Remove "no user action is needed" for correctable and deferred error
to avoid confusion.

Signed-off-by: Candice Li <candice.li@amd.com>
Reviewed-by: Tao Zhou <tao.zhou1@amd.com>
Reviewed-by: Hawking Zhang <Hawking.Zhang@amd.com>
Signed-off-by: Alex Deucher <alexander.deucher@amd.com>


# fc926fae 27-Mar-2023 YiPeng Chai <YiPeng.Chai@amd.com>

drm/amdgpu: optimize redundant code in umc_v6_7

Optimize redundant code in umc_v6_7.

Signed-off-by: YiPeng Chai <YiPeng.Chai@amd.com>
Reviewed-by: Tao Zhou <tao.zhou1@amd.com>
Signed-off-by: Alex Deucher <alexander.deucher@amd.com>


# 071f526a 18-Jan-2023 Tao Zhou <tao.zhou1@amd.com>

drm/amdgpu: retire unused get_umc_v6_7_channel_index

Fix the following compile warning:

drivers/gpu/drm/amd/amdgpu/umc_v6_7.c:53:24: warning: unused function 'get_umc_v6_7_channel_index' [-Wunused-function]
static inline uint32_t get_umc_v6_7_channel_index(struct amdgpu_device *adev,
^
1 warning generated.

Signed-off-by: Tao Zhou <tao.zhou1@amd.com>
Reviewed-by: Hawking Zhang <Hawking.Zhang@amd.com>
Signed-off-by: Alex Deucher <alexander.deucher@amd.com>


# 6c0ca748 14-Oct-2022 Hawking Zhang <Hawking.Zhang@amd.com>

drm/amdgpu: move convert_error_address out of umc_ras

RAS error address translation algorithm is common
across dGPU and A + A platform as along as the SOC
integrates the same generation of UMC IP.

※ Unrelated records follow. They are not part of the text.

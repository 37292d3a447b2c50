//! The JSON error envelope.
//!
//! Every failed request is reported as `{"error": {"code", "message",
//! "fields"?}}`. The `fields` map is only present for validation failures.

use std::collections::BTreeMap;

use serde::{Deserialize, Serialize};

/// Stable machine-readable error codes.
pub mod error_codes {
    /// Malformed request (bad id, missing body field, ...).
    pub const INVALID_REQUEST: &str = "invalid_request";
    /// One or more form fields failed validation.
    pub const VALIDATION_FAILED: &str = "validation_failed";
    /// Registration email is already taken.
    pub const DUPLICATE_EMAIL: &str = "duplicate_email";
    /// Login failed; email and password misses are not distinguished.
    pub const INVALID_CREDENTIALS: &str = "invalid_credentials";
    /// Missing or unverifiable bearer token.
    pub const UNAUTHORIZED: &str = "unauthorized";
    /// Resource does not exist, or is not visible to the caller.
    pub const NOT_FOUND: &str = "not_found";
    /// Unexpected server failure.
    pub const INTERNAL_ERROR: &str = "internal_error";
}

/// Error payload inside the envelope.
#[derive(Debug, Clone, Serialize, Deserialize)]
pub struct ApiError {
    /// Machine-readable code (see [`error_codes`]).
    pub code: String,
    /// Human-readable message.
    pub message: String,
    /// Field-level messages for validation failures.
    #[serde(skip_serializing_if = "Option::is_none")]
    pub fields: Option<BTreeMap<String, String>>,
}

impl ApiError {
    /// Creates a new error payload.
    pub fn new(code: &str, message: impl Into<String>) -> Self {
        Self {
            code: code.to_string(),
            message: message.into(),
            fields: None,
        }
    }

    /// Attaches field-level messages.
    pub fn with_fields(mut self, fields: BTreeMap<String, String>) -> Self {
        self.fields = Some(fields);
        self
    }
}

impl std::fmt::Display for ApiError {
    fn fmt(&self, f: &mut std::fmt::Formatter<'_>) -> std::fmt::Result {
        write!(f, "[{}] {}", self.code, self.message)
    }
}

impl std::error::Error for ApiError {}

/// The envelope itself.
#[derive(Debug, Clone, Serialize, Deserialize)]
pub struct ErrorEnvelope {
    pub error: ApiError,
}

impl ErrorEnvelope {
    /// Wraps an error payload.
    pub fn new(error: ApiError) -> Self {
        Self { error }
    }
}
//! Authentication middleware.

use std::sync::Arc;

use auth::{Claims, JwtManager};
use axum::{
    extract::{Request, State},
    http::header::AUTHORIZATION,
    middleware::Next,
    response::{IntoResponse, Response},
};
use contact_store::ContactStore;
use uuid::Uuid;

use crate::error::ServerError;
use crate::state::AppState;

/// Authenticated caller identity, resolved from the bearer token and
/// attached to the request extensions.
#[derive(Debug, Clone)]
pub struct AuthenticatedUser {
    /// User ID.
    pub id: Uuid,
    /// User email.
    pub email: String,
    /// User display name.
    pub name: String,
}

impl TryFrom<Claims> for AuthenticatedUser {
    type Error = auth::AuthError;

    fn try_from(claims: Claims) -> Result<Self, Self::Error> {
        Ok(Self {
            id: claims.user_id()?,
            email: claims.email,
            name: claims.name,
        })
    }
}

/// Extracts the bearer token from the Authorization header.
fn extract_token(request: &Request) -> Option<&str> {
    request
        .headers()
        .get(AUTHORIZATION)
        .and_then(|value| value.to_str().ok())
        .and_then(|value| value.strip_prefix("Bearer "))
}

fn validate_token(jwt_manager: &JwtManager, token: &str) -> Result<Claims, ServerError> {
    Ok(jwt_manager.validate_token(token)?)
}

/// Authentication middleware for protected routes.
///
/// Two outcomes: a valid token puts an [`AuthenticatedUser`] into the
/// request extensions and the pipeline continues; anything else ends the
/// request with a 401 envelope. There is no revocation check — a token is
/// honored until its expiry claim.
pub async fn auth_middleware<S: ContactStore + 'static>(
    State(state): State<Arc<AppState<S>>>,
    mut request: Request,
    next: Next,
) -> Response {
    let token = match extract_token(&request) {
        Some(token) => token,
        None => return ServerError::AuthenticationRequired.into_response(),
    };

    let claims = match validate_token(&state.jwt_manager, token) {
        Ok(claims) => claims,
        Err(err) => return err.into_response(),
    };

    match AuthenticatedUser::try_from(claims) {
        Ok(user) => {
            request.extensions_mut().insert(user);
        }
        Err(err) => return ServerError::Auth(err).into_response(),
    }

    next.run(request).await
}
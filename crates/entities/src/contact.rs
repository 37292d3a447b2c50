//! Contact entity definitions.

use chrono::{DateTime, Utc};
use serde::{Deserialize, Serialize};
use uuid::Uuid;

/// A contact record owned by exactly one user.
///
/// The owner reference is set server-side at creation and is immutable.
/// `email` and `phone` are stored as plain strings; at least one of them is
/// non-empty (enforced by validation, not by the type). Tags keep their
/// insertion order for display.
#[derive(Debug, Clone, Serialize, Deserialize)]
pub struct Contact {
    /// Unique identifier.
    pub id: Uuid,
    /// Owning user; every lookup is scoped by this.
    pub owner_id: Uuid,
    /// Contact name.
    pub name: String,
    /// Email address (may be empty when only a phone is known).
    pub email: String,
    /// Phone number, stored as typed.
    pub phone: String,
    /// Company or organization.
    pub company: Option<String>,
    /// Free-text notes.
    pub notes: Option<String>,
    /// Free-text tags, insertion order preserved.
    pub tags: Vec<String>,
    /// When this record was created (server-assigned, set once).
    pub created_at: DateTime<Utc>,
}

/// Client-supplied fields for creating a contact.
///
/// Deliberately has no owner or id field: both are assigned server-side from
/// the authenticated context, so a client can never attach a contact to
/// another user.
#[derive(Debug, Clone, Default, Serialize, Deserialize)]
pub struct ContactDraft {
    pub name: String,
    #[serde(default)]
    pub email: String,
    #[serde(default)]
    pub phone: String,
    pub company: Option<String>,
    pub notes: Option<String>,
    #[serde(default)]
    pub tags: Vec<String>,
}

/// Partial update for a contact; only present fields are applied.
#[derive(Debug, Clone, Default, Serialize, Deserialize)]
pub struct ContactPatch {
    pub name: Option<String>,
    pub email: Option<String>,
    pub phone: Option<String>,
    pub company: Option<String>,
    pub notes: Option<String>,
    pub tags: Option<Vec<String>>,
}

impl ContactPatch {
    /// Returns true if the patch carries no fields at all.
    pub fn is_empty(&self) -> bool {
        self.name.is_none()
            && self.email.is_none()
            && self.phone.is_none()
            && self.company.is_none()
            && self.notes.is_none()
            && self.tags.is_none()
    }
}

impl Contact {
    /// Creates a new contact for `owner_id` from client-supplied fields.
    pub fn new(owner_id: Uuid, draft: ContactDraft) -> Self {
        Self {
            id: Uuid::new_v4(),
            owner_id,
            name: draft.name,
            email: draft.email,
            phone: draft.phone,
            company: draft.company,
            notes: draft.notes,
            tags: draft.tags,
            created_at: Utc::now(),
        }
    }

    /// Applies a partial update. Identity fields (id, owner, created_at)
    /// cannot be patched.
    pub fn apply(&mut self, patch: ContactPatch) {
        if let Some(name) = patch.name {
            self.name = name;
        }
        if let Some(email) = patch.email {
            self.email = email;
        }
        if let Some(phone) = patch.phone {
            self.phone = phone;
        }
        if let Some(company) = patch.company {
            self.company = Some(company);
        }
        if let Some(notes) = patch.notes {
            self.notes = Some(notes);
        }
        if let Some(tags) = patch.tags {
            self.tags = tags;
        }
    }
}

#[cfg(test)]
mod tests {
    use super::*;

    fn draft() -> ContactDraft {
        ContactDraft {
            name: "Bob".to_string(),
            email: "bob@example.com".to_string(),
            phone: "555-123-4567".to_string(),
            company: Some("Acme".to_string()),
            notes: None,
            tags: vec!["work".to_string(), "vip".to_string()],
        }
    }

    #[test]
    fn test_contact_creation_assigns_owner() {
        let owner = Uuid::new_v4();
        let contact = Contact::new(owner, draft());

        assert_eq!(contact.owner_id, owner);
        assert_eq!(contact.name, "Bob");
        assert_eq!(contact.tags, vec!["work", "vip"]);
    }

    #[test]
    fn test_patch_applies_only_present_fields() {
        let mut contact = Contact::new(Uuid::new_v4(), draft());
        let created_at = contact.created_at;

        contact.apply(ContactPatch {
            name: Some("Robert".to_string()),
            notes: Some("met at conference".to_string()),
            ..Default::default()
        });

        assert_eq!(contact.name, "Robert");
        assert_eq!(contact.notes.as_deref(), Some("met at conference"));
        // untouched fields survive
        assert_eq!(contact.email, "bob@example.com");
        assert_eq!(contact.phone, "555-123-4567");
        assert_eq!(contact.company.as_deref(), Some("Acme"));
        assert_eq!(contact.created_at, created_at);
    }

    #[test]
    fn test_empty_patch_is_detected() {
        assert!(ContactPatch::default().is_empty());
        assert!(
            !ContactPatch {
                phone: Some("5551234567".to_string()),
                ..Default::default()
            }
            .is_empty()
        );
    }

    #[test]
    fn test_draft_defaults_for_missing_wire_fields() {
        let draft: ContactDraft = serde_json::from_str(r#"{"name":"Bob"}"#).unwrap();
        assert_eq!(draft.email, "");
        assert_eq!(draft.phone, "");
        assert!(draft.tags.is_empty());
    }
}
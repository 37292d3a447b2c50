//! Store error types.

use thiserror::Error;

/// Errors that can occur during store operations.
#[derive(Debug, Error)]
pub enum StoreError {
    /// Entity not found (or not visible to the caller).
    #[error("{entity_type} not found: {id}")]
    NotFound {
        entity_type: &'static str,
        id: String,
    },

    /// Duplicate entity.
    #[error("{entity_type} already exists: {id}")]
    AlreadyExists {
        entity_type: &'static str,
        id: String,
    },

    /// Other error.
    #[error("{0}")]
    Other(String),
}

impl StoreError {
    /// Creates a not found error.
    pub fn not_found(entity_type: &'static str, id: impl Into<String>) -> Self {
        Self::NotFound {
            entity_type,
            id: id.into(),
        }
    }

    /// Creates an already exists error.
    pub fn already_exists(entity_type: &'static str, id: impl Into<String>) -> Self {
        Self::AlreadyExists {
            entity_type,
            id: id.into(),
        }
    }
}

/// Result type for store operations.
pub type StoreResult<T> = Result<T, StoreError>;
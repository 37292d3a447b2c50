//! REST protocol definitions for Rolodex server/client communication.
//!
//! This crate defines the JSON request and response bodies exchanged over
//! the HTTP API, plus the error envelope every failure is reported in.

mod error;
mod requests;
mod responses;
mod types;

pub use error::*;
pub use requests::*;
pub use responses::*;
pub use types::*;
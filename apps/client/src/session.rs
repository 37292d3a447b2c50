//! Logged-in session state.

use api_protocol::User;

/// The client's view of the current session.
///
/// Holds the signed-in user and the bearer token returned by the server.
/// Both are present or both are absent.
#[derive(Debug, Clone, Default)]
pub struct AuthSession {
    user: Option<User>,
    token: Option<String>,
}

impl AuthSession {
    pub fn new() -> Self {
        Self::default()
    }

    /// Stores the signed-in user and token.
    pub fn log_in(&mut self, user: User, token: String) {
        self.user = Some(user);
        self.token = Some(token);
    }

    /// Drops the user and token.
    pub fn log_out(&mut self) {
        self.user = None;
        self.token = None;
    }

    pub fn is_logged_in(&self) -> bool {
        self.token.is_some()
    }

    /// The signed-in user, if any.
    pub fn user(&self) -> Option<&User> {
        self.user.as_ref()
    }

    /// The token to present on protected routes.
    pub fn bearer_token(&self) -> Option<&str> {
        self.token.as_deref()
    }
}

#[cfg(test)]
mod tests {
    use chrono::Utc;

    use super::*;

    fn user() -> User {
        User {
            id: "u1".to_string(),
            name: "Alice".to_string(),
            email: "alice@x.com".to_string(),
            created_at: Utc::now(),
        }
    }

    #[test]
    fn test_login_then_logout() {
        let mut session = AuthSession::new();
        assert!(!session.is_logged_in());
        assert!(session.bearer_token().is_none());

        session.log_in(user(), "token-123".to_string());
        assert!(session.is_logged_in());
        assert_eq!(session.bearer_token(), Some("token-123"));
        assert_eq!(session.user().map(|u| u.email.as_str()), Some("alice@x.com"));

        session.log_out();
        assert!(!session.is_logged_in());
        assert!(session.user().is_none());
    }
}
//! Rolodex HTTP API server.
//!
//! Exposes registration/login and the owner-scoped contact CRUD endpoints,
//! delegating to a [`contact_store::ContactStore`] behind shared state.

pub mod api;
pub mod config;
pub mod error;
pub mod middleware;
pub mod services;
pub mod state;

use std::sync::Arc;

use auth::{JwtConfig, JwtManager};
use axum::Router;
use contact_store::ContactStore;
use tower_http::{
    cors::{Any, CorsLayer},
    trace::TraceLayer,
};

use crate::config::Config;
use crate::state::{AppState, create_shared_state};

/// Creates the application router with all routes configured.
pub fn create_app<S: ContactStore + 'static>(state: Arc<AppState<S>>) -> Router {
    let cors = CorsLayer::new()
        .allow_origin(Any)
        .allow_methods(Any)
        .allow_headers(Any);

    api::create_router(state)
        .layer(TraceLayer::new_for_http())
        .layer(cors)
}

/// Creates the application state with the given configuration and store.
pub fn create_state<S: ContactStore>(config: Config, store: S) -> Arc<AppState<S>> {
    let jwt_config =
        JwtConfig::new(&config.jwt_secret).with_expiration_hours(config.jwt_expiration_hours);
    let jwt_manager = JwtManager::new(jwt_config);

    create_shared_state(config, store, jwt_manager)
}

/// Initializes tracing with the given log level.
pub fn init_tracing(log_level: &str) {
    use tracing_subscriber::{EnvFilter, fmt, prelude::*};

    let filter = EnvFilter::try_from_default_env().unwrap_or_else(|_| EnvFilter::new(log_level));

    tracing_subscriber::registry()
        .with(fmt::layer())
        .with(filter)
        .init();
}
//! Authentication API endpoints.

use std::sync::Arc;

use axum::{extract::State, http::StatusCode, Json};

use api_protocol::{RegisterRequest, RegisterResponse, SigninRequest, SigninResponse};
use contact_store::ContactStore;
use validation::validate_register_form;

use crate::error::{ServerError, ServerResult};
use crate::services::credentials;
use crate::state::AppState;

/// Converts a user entity to its public wire form (no password hash).
pub(crate) fn entity_to_api_user(user: &entities::User) -> api_protocol::User {
    api_protocol::User {
        id: user.id.to_string(),
        name: user.name.clone(),
        email: user.email.clone(),
        created_at: user.created_at,
    }
}

/// `POST /auth/register`
pub async fn register<S: ContactStore>(
    State(state): State<Arc<AppState<S>>>,
    Json(request): Json<RegisterRequest>,
) -> ServerResult<(StatusCode, Json<RegisterResponse>)> {
    let errors = validate_register_form(&request.name, &request.email, &request.password, None);
    if !errors.is_valid() {
        return Err(ServerError::Validation(errors));
    }

    let user =
        credentials::register_user(&state.store, &request.name, &request.email, &request.password)
            .await?;

    Ok((
        StatusCode::CREATED,
        Json(RegisterResponse {
            message: "Successfully created the account".to_string(),
            user: entity_to_api_user(&user),
        }),
    ))
}

/// `POST /auth/signin`
pub async fn signin<S: ContactStore>(
    State(state): State<Arc<AppState<S>>>,
    Json(request): Json<SigninRequest>,
) -> ServerResult<Json<SigninResponse>> {
    let (user, token) = credentials::authenticate(
        &state.store,
        &state.jwt_manager,
        &request.email,
        &request.password,
    )
    .await?;

    Ok(Json(SigninResponse {
        message: "Successfully logged in".to_string(),
        user: entity_to_api_user(&user),
        token,
    }))
}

UMC RAS is managed by x86 MCA on A + A platform,
umc_ras in GPU driver is not initialized at all on
A + A platform. In such case, any umc_ras callback
implemented for dGPU config shouldn't be invoked
from A + A specific callback.

The change moves convert_error_address out of dGPU
umc_ras structure and makes it share between A + A
and dGPU config.

Signed-off-by: Hawking Zhang <Hawking.Zhang@amd.com>
Reviewed-by: Stanley Yang <Stanley.Yang@amd.com>
Signed-off-by: Alex Deucher <alexander.deucher@amd.com>


# 44420ac5 26-Sep-2022 Tao Zhou <tao.zhou1@amd.com>

drm/amdgpu: define RAS convert_error_address API

Make the code reusable and remove redundant code.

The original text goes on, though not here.